Alicia serves as the music therapy practicum supervisor at Children’s Minnesota for the University of Minnesota-Twin Cities and Augsburg University. She also works for a private practice in the Twin Cities where she works tirelessly to provide music therapy to communities with limited resources and serves as an internship supervisor. In addition to her work, Alicia enjoys practicing yoga and creating any type of art whenever possible.

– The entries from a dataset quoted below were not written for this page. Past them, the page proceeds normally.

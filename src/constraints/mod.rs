//! Constraints relating variables, and the contracts they evaluate.

pub mod constraint;
pub mod error;
pub mod relation;

pub use constraint::Constraint;
pub use error::ConstraintError;
pub use relation::Relation;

Sarah Woolever, MM, MT-BC has been a working board-certified music therapist in the Twin Cities for over eighteen years. She received her Bachelor’s of Music in Music Therapy from the University of Iowa in 2002 after finishing her internship at Reuben Lindh Family Services. Sarah worked her first 11 years at The Family Partnership, a Minneapolis-based family support center serving early childhood and families in historically underserved situations. In 2006, Sarah began a music therapy internship program and supervised twelve interns during her time there.  While at The Family Partnership she presented at multiple regional conferences, national music therapy conferences, and university classrooms about working in a historically underserved system and adding the cultures and languages reflecting her clients into music therapy sessions. In 2008, Sarah received the Anne Emery Kyllo Profession Scholarship and attended the Neurologic Music Therapy Training.  She has since trained as a Neurologic Music Therapy Fellow, a Neonatal Intensive Care Unit Music Therapist, First Sounds: Rhythm, Breath, and Lullaby (first tier), a National Roster Internship Director and Supervisor, and a Children’s MN Evidence-Based Research Scholar. Sarah completed a Master’s of Music in Neurologic Music Therapy through Colorado State University in 2012. Sarah began working at Children’s Hospitals and Clinics in 2012, where she currently provides services for patients and families primarily in the NICU, PICU, and Medical/Surgical units.

Outside of work, Sarah sings, plays and writes in her band, Friendport as well as with other ensembles. She loves crafting with friends and is an active member in her son’s school PTA. But her favorite thing to do is having dance parties with her spouse and their two sons.